What you have to do — Please reproduce the data below exactly, from the first line through the line containing "use nexus_loader::builtin;", and leave every later line out.

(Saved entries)
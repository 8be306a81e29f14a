//! Nexus — loader entry point.
//!
//! Startup sequence:
//!   1. Load .env (if present)
//!   2. Load config
//!   3. Resolve effective log level (CLI `-v` flags > env > config)
//!   4. Init logger once
//!   5. Register enabled services, discover units, load everything
//!   6. Spawn Ctrl-C → shutdown signal watcher
//!   7. Wait for shutdown, then stop everything in reverse start order

use tokio_util::sync::CancellationToken;
use tracing::{error, info, warn};

use nexus_loader::bootstrap::logger;
use nexus_loader::builtin;
use nexus_loader::core::{config, error::AppError};
use nexus_loader::loader::{Host, LoaderSettings, Orchestrator};

#[tokio::main]
async fn main() {
    if let Err(e) = run().await {
        eprintln!("error: {e}");
        std::process::exit(1);
    }
}

async fn run() -> Result<(), AppError> {
    // Load .env if present — ignore errors (file is optional).
    let _ = dotenvy::dotenv();

    let args = parse_cli_args();

    let config = config::load(args.config_path.as_deref())?;

    let effective_log_level = args.log_level.unwrap_or(config.log_level.as_str());
    let force_cli_level = args.log_level.is_some();

    logger::init(effective_log_level, force_cli_level, config.log_file.as_deref())?;

    info!(
        bot_name = %config.bot_name,
        configured_log_level = %config.log_level,
        effective_log_level = %effective_log_level,
        health_check_interval_secs = config.health_check_interval.as_secs(),
        "config loaded"
    );

    // Shared shutdown token — Ctrl-C cancels it, units may watch it.
    let shutdown = CancellationToken::new();
    let host = Host::with_shutdown(config.bot_name.clone(), shutdown.clone());
    info!(boot_id = %host.boot_id, "host ready — loading units");

    let mut orchestrator = Orchestrator::new(builtin::catalog(), LoaderSettings::from_config(&config));
    builtin::register_services(&mut orchestrator, &config)?;

    // load_all has already torn down whatever started if this fails.
    let plan = orchestrator.load_all(&host).await?;

    print_startup_summary(&orchestrator, &plan.order).await;

    let ctrlc_token = shutdown.clone();
    tokio::spawn(async move {
        if tokio::signal::ctrl_c().await.is_ok() {
            info!("ctrl-c received — initiating shutdown");
            ctrlc_token.cancel();
        }
    });

    shutdown.cancelled().await;

    let report = orchestrator.stop_all().await;
    for (name, e) in &report.failures {
        error!(service = %name, error = %e, "failed to stop cleanly");
    }
    if report.is_clean() {
        info!(stopped = report.stopped.len(), "shutdown complete");
    } else {
        warn!(
            stopped = report.stopped.len(),
            failed = report.failures.len(),
            "shutdown finished with errors"
        );
    }
    Ok(())
}

async fn print_startup_summary(orchestrator: &Orchestrator, order: &[String]) {
    let health = orchestrator.health_check().await;
    let healthy = health.values().filter(|h| h.is_healthy()).count();

    for (name, report) in &health {
        info!(
            name = %name,
            status = %report.status,
            message = %report.message,
            "health"
        );
    }
    info!(units = ?order, healthy, total = health.len(), "boot complete — press Ctrl-C to stop");
}

struct CliArgs {
    log_level: Option<&'static str>,
    config_path: Option<String>,
}

fn parse_cli_args() -> CliArgs {
    let mut verbosity = 0u8;
    let mut config_path = None;

    let mut iter = std::env::args().skip(1);
    while let Some(arg) = iter.next() {
        if arg == "--" {
            break;
        }

        match arg.as_str() {
            "-h" | "--help" => {
                println!("Usage: nexus [OPTIONS]");
                println!();
                println!("Options:");
                println!("  -h, --help                 Print help");
                println!("  -f, --config <PATH>        Path to configuration file (default: config/default.toml)");
                println!("  -v, -vv, -vvv, -vvvv       Increase logging verbosity");
                std::process::exit(0);
            }
            "-f" | "--config" => {
                if let Some(path) = iter.next() {
                    config_path = Some(path);
                } else {
                    eprintln!("error: -f/--config requires a path argument");
                    std::process::exit(1);
                }
            }
            "--verbose" => verbosity = verbosity.saturating_add(1),
            a if a.starts_with('-') && a.len() > 1 && a.chars().skip(1).all(|c| c == 'v') => {
                verbosity = verbosity.saturating_add((a.len() - 1) as u8);
            }
            _ => {}
        }
    }

    CliArgs { log_level: logger::level_for_verbosity(verbosity), config_path }
}
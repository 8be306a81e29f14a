//! Configuration loading with env-var overrides.
//!
//! Reads `config/default.toml` (or the path given on the command line), then
//! applies `NEXUS_LOG_LEVEL` and `NEXUS_LOG_FILE` env overrides.

use std::{
    collections::{BTreeMap, HashSet},
    env, fs,
    path::{Path, PathBuf},
    time::Duration,
};

use serde::Deserialize;

use crate::bootstrap::logger;
use crate::core::error::AppError;

/// Options table handed to a service's `initialize` hook.
pub type ServiceOptions = toml::Table;

/// Per-service configuration from `[services.<name>]`.
#[derive(Debug, Clone, Default)]
pub struct ServiceConfig {
    pub enabled: bool,
    pub options: ServiceOptions,
}

/// Fully-resolved configuration.
#[derive(Debug, Clone)]
pub struct Config {
    pub bot_name: String,
    pub log_level: String,
    /// Append log output here instead of stderr (already expanded, no `~`).
    pub log_file: Option<PathBuf>,
    /// Interval between background health probes of a RUNNING service.
    pub health_check_interval: Duration,
    pub services: BTreeMap<String, ServiceConfig>,
    /// Units whose `[units.<name>]` section sets `enabled = false`.
    pub disabled_units: HashSet<String>,
}

impl Config {
    /// Services default to enabled when they have no section at all.
    pub fn service_enabled(&self, name: &str) -> bool {
        self.services.get(name).map_or(true, |s| s.enabled)
    }

    pub fn service_options(&self, name: &str) -> ServiceOptions {
        self.services
            .get(name)
            .map(|s| s.options.clone())
            .unwrap_or_default()
    }

    pub fn unit_enabled(&self, name: &str) -> bool {
        !self.disabled_units.contains(name)
    }
}

/// Raw TOML shape — `serde` target before resolution.
#[derive(Deserialize)]
struct RawConfig {
    loader: RawLoader,
    #[serde(default)]
    services: BTreeMap<String, RawService>,
    #[serde(default)]
    units: BTreeMap<String, RawUnit>,
}

#[derive(Deserialize)]
struct RawLoader {
    bot_name: String,
    #[serde(default = "default_log_level")]
    log_level: String,
    #[serde(default)]
    log_file: Option<String>,
    #[serde(default = "default_health_check_interval_secs")]
    health_check_interval_secs: u64,
}

#[derive(Deserialize)]
struct RawService {
    /// Defaults to `true`; set to `false` to skip registration.
    #[serde(default = "default_true")]
    enabled: bool,
    #[serde(default)]
    options: toml::Table,
}

#[derive(Deserialize)]
struct RawUnit {
    #[serde(default = "default_true")]
    enabled: bool,
}

fn default_log_level() -> String {
    "info".to_string()
}

fn default_health_check_interval_secs() -> u64 {
    30
}

fn default_true() -> bool {
    true
}

/// Load config from `path` (default `config/default.toml`), then apply env-var overrides.
pub fn load(path: Option<&str>) -> Result<Config, AppError> {
    let log_level_override = env::var("NEXUS_LOG_LEVEL").ok();
    let log_file_override = env::var("NEXUS_LOG_FILE").ok();
    load_from(
        Path::new(path.unwrap_or("config/default.toml")),
        log_level_override.as_deref(),
        log_file_override.as_deref(),
    )
}

/// Internal loader — accepts an explicit path and optional overrides.
/// Tests pass overrides directly instead of mutating env vars.
pub fn load_from(
    path: &Path,
    log_level_override: Option<&str>,
    log_file_override: Option<&str>,
) -> Result<Config, AppError> {
    let raw = fs::read_to_string(path)
        .map_err(|e| AppError::Config(format!("cannot read {}: {e}", path.display())))?;
    parse(&raw, log_level_override, log_file_override)
        .map_err(|e| AppError::Config(format!("{} in {}", e, path.display())))
}

fn parse(
    raw: &str,
    log_level_override: Option<&str>,
    log_file_override: Option<&str>,
) -> Result<Config, String> {
    let parsed: RawConfig = toml::from_str(raw).map_err(|e| format!("parse error: {e}"))?;
    let l = parsed.loader;

    if l.health_check_interval_secs == 0 {
        return Err("health_check_interval_secs must be greater than zero".into());
    }

    let log_level = log_level_override.unwrap_or(&l.log_level).to_string();
    validate_log_level(&log_level)?;

    let log_file = log_file_override
        .map(str::to_string)
        .or(l.log_file)
        .filter(|p| !p.is_empty())
        .map(|p| expand_home(&p));

    Ok(Config {
        bot_name: l.bot_name,
        log_level,
        log_file,
        health_check_interval: Duration::from_secs(l.health_check_interval_secs),
        services: parsed
            .services
            .into_iter()
            .map(|(name, s)| (name, ServiceConfig { enabled: s.enabled, options: s.options }))
            .collect(),
        disabled_units: parsed
            .units
            .into_iter()
            .filter(|(_, u)| !u.enabled)
            .map(|(name, _)| name)
            .collect(),
    })
}

/// Plain level names must parse; full `EnvFilter` directives are left to the logger.
fn validate_log_level(level: &str) -> Result<(), String> {
    if level.contains(['=', ',']) {
        return Ok(());
    }
    logger::parse_level(level).map(|_| ()).map_err(|e| e.to_string())
}

/// Expand a leading `~` to the user's home directory.
/// Absolute or relative paths without `~` are returned unchanged.
pub fn expand_home(path: &str) -> PathBuf {
    if let Some(rest) = path.strip_prefix("~/") {
        if let Some(home) = dirs::home_dir() {
            return home.join(rest);
        }
    }
    if path == "~" {
        if let Some(home) = dirs::home_dir() {
            return home;
        }
    }
    PathBuf::from(path)
}

// ── test helpers ──────────────────────────────────────────────────────────────

#[cfg(test)]
impl Config {
    pub fn test_default() -> Self {
        Self {
            bot_name: "test".into(),
            log_level: "info".into(),
            log_file: None,
            health_check_interval: Duration::from_secs(30),
            services: BTreeMap::new(),
            disabled_units: HashSet::new(),
        }
    }
}
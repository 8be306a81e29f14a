//! Error types for the loader core and the boot binary.

use std::fmt;

use thiserror::Error;

/// Error returned by service and unit hooks.
///
/// Boxed so implementors can `?` whatever their own client libraries raise.
pub type BoxError = Box<dyn std::error::Error + Send + Sync + 'static>;

/// Lifecycle step that was running when a hook failed.
#[derive(Debug, Clone, Copy, PartialEq, Eq)]
pub enum Phase {
    Initialize,
    Start,
    Stop,
}

impl Phase {
    pub fn as_str(&self) -> &'static str {
        match self {
            Phase::Initialize => "initialize",
            Phase::Start => "start",
            Phase::Stop => "stop",
        }
    }
}

impl fmt::Display for Phase {
    fn fmt(&self, f: &mut fmt::Formatter<'_>) -> fmt::Result {
        f.write_str(self.as_str())
    }
}

/// Errors raised by graph resolution, unit loading and service lifecycles.
#[derive(Debug, Error)]
pub enum LoaderError {
    #[error(
        "configuration error: unit '{unit}' requires '{dependency}', but no unit provides it and no service is registered under that name"
    )]
    MissingDependency { unit: String, dependency: String },

    #[error("configuration error: dependency cycle detected among units: {}", .units.join(", "))]
    CycleDetected { units: Vec<String> },

    #[error("configuration error: unit '{0}' is registered more than once")]
    DuplicateUnit(String),

    #[error("configuration error: service '{0}' is registered more than once")]
    DuplicateService(String),

    #[error(
        "configuration error: capability '{capability}' is provided by both '{first}' and '{second}'"
    )]
    AmbiguousProvider {
        capability: String,
        first: String,
        second: String,
    },

    #[error("configuration error: unit '{unit}' expects dependency '{dependency}' to be a {expected}")]
    TypeMismatch {
        unit: String,
        dependency: String,
        expected: &'static str,
    },

    #[error("configuration error: '{unit}' is ordered before its prerequisite '{prerequisite}'")]
    InvalidOrder { unit: String, prerequisite: String },

    #[error(
        "configuration error: unit '{unit}' requires '{dependency}', but its provider is not running (status: {status})"
    )]
    DependencyNotRunning {
        unit: String,
        dependency: String,
        status: crate::lifecycle::Status,
    },

    #[error("lifecycle error: '{service}' failed to {phase}: {message}")]
    Lifecycle {
        service: String,
        phase: Phase,
        message: String,
    },

    #[error("lifecycle error: '{service}' cannot be brought up from status {status}{}", last_error_suffix(.last_error))]
    NotStartable {
        service: String,
        status: crate::lifecycle::Status,
        last_error: Option<String>,
    },

    #[error("{kind} '{name}' not found")]
    NotFound { kind: &'static str, name: String },
}

impl LoaderError {
    /// `true` for errors that are detected before any setup runs.
    pub fn is_configuration(&self) -> bool {
        !matches!(
            self,
            LoaderError::Lifecycle { .. } | LoaderError::NotStartable { .. } | LoaderError::NotFound { .. }
        )
    }

    pub(crate) fn lifecycle(service: &str, phase: Phase, err: &BoxError) -> Self {
        LoaderError::Lifecycle {
            service: service.to_string(),
            phase,
            message: err.to_string(),
        }
    }

    pub(crate) fn unit_not_found(name: &str) -> Self {
        LoaderError::NotFound { kind: "unit", name: name.to_string() }
    }

    pub(crate) fn service_not_found(name: &str) -> Self {
        LoaderError::NotFound { kind: "service", name: name.to_string() }
    }
}

fn last_error_suffix(last_error: &Option<String>) -> String {
    last_error.as_deref().map(|e| format!(" (last error: {e})")).unwrap_or_default()
}

/// Application-wide error for the boot binary.
#[derive(Debug, Error)]
pub enum AppError {
    #[error("config error: {0}")]
    Config(String),

    #[error("logger error: {0}")]
    Logger(String),

    #[error("io error: {0}")]
    Io(#[from] std::io::Error),

    #[error(transparent)]
    Loader(#[from] LoaderError),
}
//! Bootstrap layer — modules that run before any service or unit starts.
//!
//! - **logger** — tracing-subscriber initialisation.

pub mod logger;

Answer space —
repository 8be306a81e29f14a
//! Nexus — loader entry point.
//!
//! Startup sequence:
//!   1. Load .env (if present)
//!   2. Load config
//!   3. Resolve effective log level (CLI `-v` flags > env > config)
//!   4. Init logger once
//!   5. Register enabled services, discover units, load everything
//!   6. Spawn Ctrl-C → shutdown signal watcher
//!   7. Wait for shutdown, then stop everything in reverse start order

use tokio_util::sync::CancellationToken;
use tracing::{error, info, warn};

use nexus_loader::bootstrap::logger;
use nexus_loader::builtin;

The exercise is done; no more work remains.